The Ponte Nuovo is an arch bridge over the Dora Baltea in Ivrea, Italy.

== History ==
The construction of the bridge, designed by engineer Guallini and inaugurated in 1860, was carried out by the Meazza company. Its realization was part of a broader project to modernize the city of Ivrea, which until then had only one bridge, the Ponte Vecchio, which dated back to Roman times. The new bridge and its new avenue, Corso Costantino Nigra, absorbed the majority of the traffic, as they formed the new axis connecting the city center to the Ivrea railway station.

In 1917, the bridge was expanded with the construction of a sidewalk on the downstream side. In the 1950s, a sidewalk on the upstream side was also added.

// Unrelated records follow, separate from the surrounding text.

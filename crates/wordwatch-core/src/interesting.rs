//! Interesting-word selection.
//!
//! Surfaces a bounded list of "interesting" words: long, frequently
//! used words first, singleton-occurrence words only as a last resort.
//! The shrinking-threshold scan below reproduces the legacy selection
//! order exactly — see the algorithm notes on [`select`] before
//! changing anything here.

use std::collections::HashSet;

use serde::{Deserialize, Serialize};

use crate::frequency::WordFrequencyModel;

/// The minimum token length the first scan requires.
const INITIAL_MIN_LENGTH: usize = 10;

/// A selected word with its occurrence count.
#[derive(Debug, Clone, PartialEq, Eq, Serialize, Deserialize)]
pub struct InterestingWord {
    /// The word itself.
    pub word: String,
    /// How often it occurred in the document.
    pub count: u64,
}

/// Select up to `n` interesting words from a frequency model.
///
/// Algorithm (legacy, preserved for compatibility):
/// 1. Rank distinct words by descending count (ties alphabetical, so
///    selection is deterministic).
/// 2. Scan the ranking admitting unseen words of length ≥ the current
///    minimum (starting at 10), but abort the scan at the first word
///    with count 1 — singletons form a trailing block in the ranking
///    and must not be admitted at a high length threshold.
/// 3. Drop the minimum by 1 after each incomplete scan. Below 2, stop
///    filtering and admit remaining words in rank order, singletons
///    included, until the target is met.
/// 4. Re-sort the final selection by descending count.
///
/// Requesting more words than exist returns every distinct word.
#[tracing::instrument(skip(model), fields(distinct = model.distinct_words(), n))]
pub fn select(model: &WordFrequencyModel, n: usize) -> Vec<InterestingWord> {
    let mut ranked: Vec<(&str, u64)> = model.iter().collect();
    ranked.sort_by(|a, b| b.1.cmp(&a.1).then_with(|| a.0.cmp(b.0)));

    let target = n.min(ranked.len());
    let mut selected: Vec<InterestingWord> = Vec::with_capacity(target);
    let mut admitted: HashSet<&str> = HashSet::with_capacity(target);
    let mut min_len = INITIAL_MIN_LENGTH;

    while selected.len() < target {
        if min_len < 2 {
            for &(word, count) in &ranked {
                if selected.len() == target {
                    break;
                }
                if admitted.insert(word) {
                    selected.push(InterestingWord {
                        word: word.to_string(),
                        count,
                    });
                }
            }
            break;
        }

        for &(word, count) in &ranked {
            if count == 1 || selected.len() == target {
                break;
            }
            if word.chars().count() >= min_len && admitted.insert(word) {
                selected.push(InterestingWord {
                    word: word.to_string(),
                    count,
                });
            }
        }

        min_len -= 1;
    }

    selected.sort_by(|a, b| b.count.cmp(&a.count).then_with(|| a.word.cmp(&b.word)));
    selected
}

#[cfg(test)]
mod tests {
    use super::*;

    fn model_of(pairs: &[(&str, u64)]) -> WordFrequencyModel {
        let mut model = WordFrequencyModel::new();
        for &(word, count) in pairs {
            model.ingest(std::iter::repeat_n(word.to_string(), count as usize));
        }
        model
    }

    #[test]
    fn fewer_words_than_requested_returns_all() {
        // Three singletons, n = 10: every word comes back with count 1,
        // regardless of length.
        let model = model_of(&[("ox", 1), ("cat", 1), ("dog", 1)]);
        let words = select(&model, 10);
        assert_eq!(words.len(), 3);
        assert!(words.iter().all(|w| w.count == 1));
    }

    #[test]
    fn long_frequent_words_admitted_first() {
        let model = model_of(&[
            ("extraordinary", 3), // len 13, admitted at threshold 10
            ("cat", 5),           // short, only admitted after fallback
            ("remarkable", 2),    // len 10, admitted at threshold 10
        ]);
        let words = select(&model, 2);
        let names: Vec<&str> = words.iter().map(|w| w.word.as_str()).collect();
        assert_eq!(names, vec!["extraordinary", "remarkable"]);
    }

    #[test]
    fn singletons_only_as_last_resort() {
        // "magnificent" occurs once; even at length 11 it must lose to
        // short repeated words, because every length-filtered scan
        // stops at the singleton block.
        let model = model_of(&[("magnificent", 1), ("cat", 4), ("dog", 3)]);
        let words = select(&model, 2);
        let names: Vec<&str> = words.iter().map(|w| w.word.as_str()).collect();
        assert_eq!(names, vec!["cat", "dog"]);
    }

    #[test]
    fn result_sorted_by_descending_count() {
        let model = model_of(&[("aaaaaaaaaaa", 2), ("bbbbbbbbbbb", 7), ("ccccccccccc", 4)]);
        let words = select(&model, 3);
        let counts: Vec<u64> = words.iter().map(|w| w.count).collect();
        assert_eq!(counts, vec![7, 4, 2]);
    }

    #[test]
    fn threshold_shrinks_until_enough_words() {
        let model = model_of(&[
            ("elephantine", 2), // len 11
            ("seven", 2),       // len 5
            ("of", 2),          // len 2
        ]);
        let words = select(&model, 3);
        assert_eq!(words.len(), 3);
    }

    #[test]
    fn zero_requested_or_empty_model() {
        let model = model_of(&[("cat", 2)]);
        assert!(select(&model, 0).is_empty());
        assert!(select(&WordFrequencyModel::new(), 5).is_empty());
    }

    #[test]
    fn no_duplicate_admissions() {
        let model = model_of(&[("longwordhere", 5), ("another", 4)]);
        let words = select(&model, 2);
        assert_eq!(words.len(), 2);
        let unique: HashSet<&str> = words.iter().map(|w| w.word.as_str()).collect();
        assert_eq!(unique.len(), 2);
    }
}
//! Format-specific text extraction.
//!
//! The analysis pipeline only ever sees plain text; this module turns
//! a document path into that text. Dispatch is by file extension:
//! `.docx` goes through an external `pandoc` conversion, `.pdf`
//! through `pdftotext`, and everything else is read as plain text.
//! Converter processes are external collaborators — a non-zero exit or
//! garbled output fails the pass, never the watch loop.

use std::process::Command;

use camino::Utf8Path;

use crate::error::{AnalysisError, AnalysisResult};

/// Document format variants dispatched through [`extract`].
#[derive(Debug, Clone, Copy, PartialEq, Eq)]
pub enum DocumentFormat {
    /// Plain text, read directly.
    PlainText,
    /// Word-processor document, converted via `pandoc`.
    WordProcessor,
    /// PDF, converted via `pdftotext`.
    Pdf,
}

impl DocumentFormat {
    /// Pick a format from the file extension (case-insensitive).
    pub fn from_path(path: &Utf8Path) -> Self {
        match path.extension().map(str::to_ascii_lowercase).as_deref() {
            Some("docx") => Self::WordProcessor,
            Some("pdf") => Self::Pdf,
            _ => Self::PlainText,
        }
    }
}

/// Extract the full text of a document.
#[tracing::instrument(fields(format = ?DocumentFormat::from_path(path)))]
pub fn extract(path: &Utf8Path) -> AnalysisResult<String> {
    match DocumentFormat::from_path(path) {
        DocumentFormat::PlainText => {
            std::fs::read_to_string(path.as_std_path()).map_err(|e| {
                AnalysisError::ExtractionFailed {
                    path: path.to_path_buf(),
                    reason: e.to_string(),
                }
            })
        }
        DocumentFormat::Pdf => pdf_to_text(path),
        DocumentFormat::WordProcessor => docx_to_text(path),
    }
}

fn pdf_to_text(path: &Utf8Path) -> AnalysisResult<String> {
    let output = Command::new("pdftotext")
        .arg(path.as_str())
        .arg("-")
        .output()
        .map_err(|e| AnalysisError::ExtractionFailed {
            path: path.to_path_buf(),
            reason: format!("failed to run pdftotext: {e}"),
        })?;

    if !output.status.success() {
        return Err(AnalysisError::ExtractionFailed {
            path: path.to_path_buf(),
            reason: format!(
                "pdftotext exited with {}: {}",
                output.status,
                String::from_utf8_lossy(&output.stderr).trim()
            ),
        });
    }

    String::from_utf8(output.stdout).map_err(|e| AnalysisError::MalformedDocument {
        path: path.to_path_buf(),
        reason: format!("pdftotext produced non-UTF-8 output: {e}"),
    })
}

fn docx_to_text(path: &Utf8Path) -> AnalysisResult<String> {
    let output = Command::new("pandoc")
        .arg("--to=plain")
        .arg(path.as_str())
        .output()
        .map_err(|e| AnalysisError::MalformedDocument {
            path: path.to_path_buf(),
            reason: format!("failed to run pandoc: {e}"),
        })?;

    if !output.status.success() {
        return Err(AnalysisError::MalformedDocument {
            path: path.to_path_buf(),
            reason: format!(
                "pandoc exited with {}: {}",
                output.status,
                String::from_utf8_lossy(&output.stderr).trim()
            ),
        });
    }

    String::from_utf8(output.stdout).map_err(|e| AnalysisError::MalformedDocument {
        path: path.to_path_buf(),
        reason: format!("pandoc produced non-UTF-8 output: {e}"),
    })
}

#[cfg(test)]
mod tests {
    use super::*;
    use camino::Utf8PathBuf;

    #[test]
    fn format_dispatch_by_extension() {
        assert_eq!(
            DocumentFormat::from_path(Utf8Path::new("notes.txt")),
            DocumentFormat::PlainText
        );
        assert_eq!(
            DocumentFormat::from_path(Utf8Path::new("thesis.docx")),
            DocumentFormat::WordProcessor
        );
        assert_eq!(
            DocumentFormat::from_path(Utf8Path::new("paper.PDF")),
            DocumentFormat::Pdf
        );
        assert_eq!(
            DocumentFormat::from_path(Utf8Path::new("no_extension")),
            DocumentFormat::PlainText
        );
    }

    #[test]
    fn plain_text_extraction() {
        let dir = tempfile::tempdir().unwrap();
        let root = Utf8PathBuf::from_path_buf(dir.path().to_path_buf()).unwrap();
        let doc = root.join("doc.md");
        std::fs::write(doc.as_std_path(), "hello words").unwrap();
        assert_eq!(extract(&doc).unwrap(), "hello words");
    }

    #[test]
    fn missing_plain_file_is_extraction_failed() {
        let err = extract(Utf8Path::new("/no/such/doc.txt")).unwrap_err();
        assert!(matches!(err, AnalysisError::ExtractionFailed { .. }));
        assert_eq!(err.stage(), "extract");
    }
}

On October 15, 1926, with a resolution of the city council the bridge was dedicated to Princess Isabella of Bavaria, Prince Tommaso, Duke of Genoa's wife. On December 18, 2010, on the fiftieth anniversary of his death, the bridge was then named after Adriano Olivetti.

== Description ==
The bridge is located at a point where the course of the Dora Baltea river is particularly narrow, just before the riverbed widens again, about a hundred meters downstream from the Ponte Vecchio and about fifty meters upstream from the Ivrea Railway Bridge. The structure consists of a single-arch bridge.